We feel this latest awards show, while not the worst thing we’ve ever seen, speaks to a deeper shift in America.
Hollywood is no longer the cultural titan of the past. The films coming out today are born of the culture of Hollywood and not of the culture of America at large. What this recession of the film-going culture leaves us with is a best picture award for the film that reminds Hollywood of its glory days.
What’s replacing Hollywood? The Internet. People are brought together to share their likes and dislikes in a way that Hollywood simply can’t keep up with.
Thirty years ago we would be concerned with the stars and the next big film coming out. The movies would be the center of our weekends, whether it was a drive-in, Sunday matinee or a Friday-night date.
These days a YouTube video has the potential to be seen by hundreds of millions of people instantly—and they didn’t have to pay $12 for their ticket or $7 for some popcorn.

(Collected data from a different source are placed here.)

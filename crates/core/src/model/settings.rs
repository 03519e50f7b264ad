use thiserror::Error;

use crate::adaptive::Difficulty;

//
// ─── ERRORS ────────────────────────────────────────────────────────────────────
//

/// Invalid configuration detected at session creation. Never surfaces
/// mid-session: a `QuizSettings` value is valid by construction.
#[derive(Debug, Error, Clone, PartialEq, Eq)]
#[non_exhaustive]
pub enum SettingsError {
    #[error("total questions must be > 0")]
    InvalidTotalQuestions,

    #[error("points per correct answer must be > 0")]
    InvalidPoints,

    #[error("adaptation window must be at least 2 outcomes")]
    InvalidAdaptationWindow,
}

//
// ─── SETTINGS ──────────────────────────────────────────────────────────────────
//

/// Default session length in questions.
pub const DEFAULT_TOTAL_QUESTIONS: u32 = 9;

/// Validated quiz session configuration.
#[derive(Debug, Clone, PartialEq, Eq)]
pub struct QuizSettings {
    total_questions: u32,
    points_per_correct: u32,
    adaptation_window: u32,
    initial_difficulty: Difficulty,
}

/// Unvalidated configuration values supplied by the caller.
#[derive(Debug, Clone, PartialEq, Eq)]
pub struct QuizSettingsDraft {
    pub total_questions: u32,
    pub points_per_correct: u32,
    pub adaptation_window: u32,
    pub initial_difficulty: Difficulty,
}

impl Default for QuizSettingsDraft {
    fn default() -> Self {
        Self {
            total_questions: DEFAULT_TOTAL_QUESTIONS,
            points_per_correct: 1,
            adaptation_window: 2,
            initial_difficulty: Difficulty::Medium,
        }
    }
}

impl QuizSettingsDraft {
    #[must_use]
    pub fn new() -> Self {
        Self::default()
    }

    /// Validate the draft into usable settings.
    ///
    /// A window below 2 would move difficulty on every single answer, which
    /// contradicts the consecutive-outcomes contract, so it is rejected.
    ///
    /// # Errors
    ///
    /// Returns `SettingsError` for any out-of-range value.
    pub fn validate(self) -> Result<QuizSettings, SettingsError> {
        if self.total_questions == 0 {
            return Err(SettingsError::InvalidTotalQuestions);
        }
        if self.points_per_correct == 0 {
            return Err(SettingsError::InvalidPoints);
        }
        if self.adaptation_window < 2 {
            return Err(SettingsError::InvalidAdaptationWindow);
        }

        Ok(QuizSettings {
            total_questions: self.total_questions,
            points_per_correct: self.points_per_correct,
            adaptation_window: self.adaptation_window,
            initial_difficulty: self.initial_difficulty,
        })
    }
}

impl QuizSettings {
    #[must_use]
    pub fn total_questions(&self) -> u32 {
        self.total_questions
    }

    #[must_use]
    pub fn points_per_correct(&self) -> u32 {
        self.points_per_correct
    }

    #[must_use]
    pub fn adaptation_window(&self) -> u32 {
        self.adaptation_window
    }

    #[must_use]
    pub fn initial_difficulty(&self) -> Difficulty {
        self.initial_difficulty
    }
}

impl Default for QuizSettings {
    fn default() -> Self {
        Self {
            total_questions: DEFAULT_TOTAL_QUESTIONS,
            points_per_correct: 1,
            adaptation_window: 2,
            initial_difficulty: Difficulty::Medium,
        }
    }
}

//
// ─── TESTS ─────────────────────────────────────────────────────────────────────
//
//! The per-turn rule engine driving a quiz session.
//!
//! Five rules are evaluated in strict priority order each turn; the first
//! match decides the turn's action. Collaborators are always called before
//! any state mutation, so a failed turn leaves the session untouched and
//! can simply be retried.

use std::sync::Arc;

use quiz_core::model::{Answer, Outcome, Question, QuizReport, QuizSettings, QuizState};
use quiz_core::{Clock, Difficulty, DifficultyAdapter};

use crate::error::TurnError;
use crate::oracle::Oracle;
use crate::sources::{QuestionSource, SummarySource};

//
// ─── TURN ACTIONS ──────────────────────────────────────────────────────────────
//

/// Announced tier movement after a scored answer.
#[derive(Debug, Clone, Copy, PartialEq, Eq)]
pub enum DifficultyShift {
    Raised(Difficulty),
    Lowered(Difficulty),
}

impl DifficultyShift {
    #[must_use]
    pub fn tier(self) -> Difficulty {
        match self {
            DifficultyShift::Raised(tier) | DifficultyShift::Lowered(tier) => tier,
        }
    }
}

/// Outcome-specific feedback for a scored answer.
#[derive(Debug, Clone, PartialEq)]
pub struct Feedback {
    pub outcome: Outcome,
    /// The completed question, carrying the correct answer and explanation.
    pub question: Question,
    /// Set only when the tier actually moved.
    pub shift: Option<DifficultyShift>,
}

/// Exactly one action is produced per evaluated turn.
#[derive(Debug, Clone, PartialEq)]
pub enum TurnAction {
    /// No quiz is in progress; control stays with the caller.
    Idle,
    /// A new question was issued at the current difficulty.
    Ask(Question),
    /// A question is still awaiting an answer; the caller should re-prompt.
    AwaitAnswer(Question),
    /// The submitted answer was scored.
    Feedback(Feedback),
    /// The session reached its configured length and was finalized.
    Completed {
        narrative: String,
        report: QuizReport,
    },
}
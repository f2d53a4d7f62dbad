//! Logging shims
//!
//! Forward to `defmt` when the `defmt` feature is enabled and compile to
//! nothing otherwise, so the library stays usable on hosts without a defmt
//! global logger.

#![macro_use]
#![allow(unused_macros)]

macro_rules! debug {
    ($s:literal $(, $x:expr)* $(,)?) => {
        {
            #[cfg(feature = "defmt")]
            ::defmt::debug!($s $(, $x)*);
            #[cfg(not(feature = "defmt"))]
            let _ = ($( & $x, )*);
        }
    };
}

macro_rules! info {
    ($s:literal $(, $x:expr)* $(,)?) => {
        {
            #[cfg(feature = "defmt")]
            ::defmt::info!($s $(, $x)*);
            #[cfg(not(feature = "defmt"))]
            let _ = ($( & $x, )*);
        }
    };
}

macro_rules! warn {
    ($s:literal $(, $x:expr)* $(,)?) => {
        {
            #[cfg(feature = "defmt")]
            ::defmt::warn!($s $(, $x)*);
            #[cfg(not(feature = "defmt"))]
            let _ = ($( & $x, )*);
        }
    };
}
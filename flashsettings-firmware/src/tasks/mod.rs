//! Embassy tasks

mod blink;

pub use blink::{blink_task, BLINK_ENABLED, BLINK_PERIOD_MS};
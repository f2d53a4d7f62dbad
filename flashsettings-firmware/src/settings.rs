//! Persisted device settings
//!
//! Lives in the last flash sector (see `memory.x`) and survives resets and
//! firmware updates that keep the layout. Adding or removing a field
//! changes the record size, so the first boot after such an update starts
//! from defaults.

use bytemuck::{Pod, Zeroable};
use defmt::*;

use flashsettings_core::{FlashSettings, LoadError};
use flashsettings_hal_rp2040::flash::{Rp2040Eeprom, SETTINGS_REGION_SIZE};

/// Blink periods selectable with the button, in milliseconds
pub const BLINK_PERIODS_MS: [u16; 4] = [100, 250, 500, 1000];

/// Settings fields
#[repr(C)]
#[derive(Debug, Clone, Copy, PartialEq, Pod, Zeroable)]
#[cfg_attr(feature = "defmt", derive(defmt::Format))]
pub struct DeviceSettings {
    /// Number of boots since the settings were last reset
    pub boot_count: u32,
    /// Index into [`BLINK_PERIODS_MS`]
    pub blink_index: u8,
    /// Whether the LED blinks at all
    pub blink_enabled: u8,
    /// Button presses since the settings were last reset
    pub button_presses: u16,
}

impl Default for DeviceSettings {
    fn default() -> Self {
        Self {
            boot_count: 0,
            blink_index: 2,
            blink_enabled: 1,
            button_presses: 0,
        }
    }
}

impl DeviceSettings {
    /// Current blink period in milliseconds
    pub fn blink_period_ms(&self) -> u16 {
        BLINK_PERIODS_MS[self.blink_index as usize % BLINK_PERIODS_MS.len()]
    }

    /// Step to the next blink period, wrapping around
    pub fn next_blink_period(&mut self) {
        self.blink_index = ((self.blink_index as usize + 1) % BLINK_PERIODS_MS.len()) as u8;
    }
}

/// Settings record stored in the RP2040 flash settings region
pub type Settings = FlashSettings<Rp2040Eeprom<'static>, DeviceSettings, SETTINGS_REGION_SIZE>;

/// Load settings, logging why defaults are used if the stored record is rejected
pub fn load(settings: &mut Settings) {
    match settings.try_load() {
        Ok(()) => info!("Loaded settings: {}", settings.payload()),
        Err(LoadError::SizeMismatch { stored, expected }) => {
            info!(
                "Settings layout changed ({} -> {} bytes) or never saved, using defaults",
                stored, expected
            );
        }
        Err(LoadError::ChecksumMismatch { stored, computed }) => {
            warn!(
                "Settings corrupted (checksum {:#x} != {:#x}), using defaults",
                stored, computed
            );
        }
        Err(LoadError::Storage(e)) => {
            error!("Failed to read settings: {:?}, using defaults", e);
        }
    }
}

One person can instantly reach across the world and see anything they want, talk to anyone they want and leave any message they want for others to find—or they can fork over the cash to sit through “Moneyball.”
We don’t think films are dead. The movies are still a part of American culture, but because Hollywood has been displaced as the trendsetter of American culture, we’ll continue to see films playing to old-Hollywood sensibilties win award after award.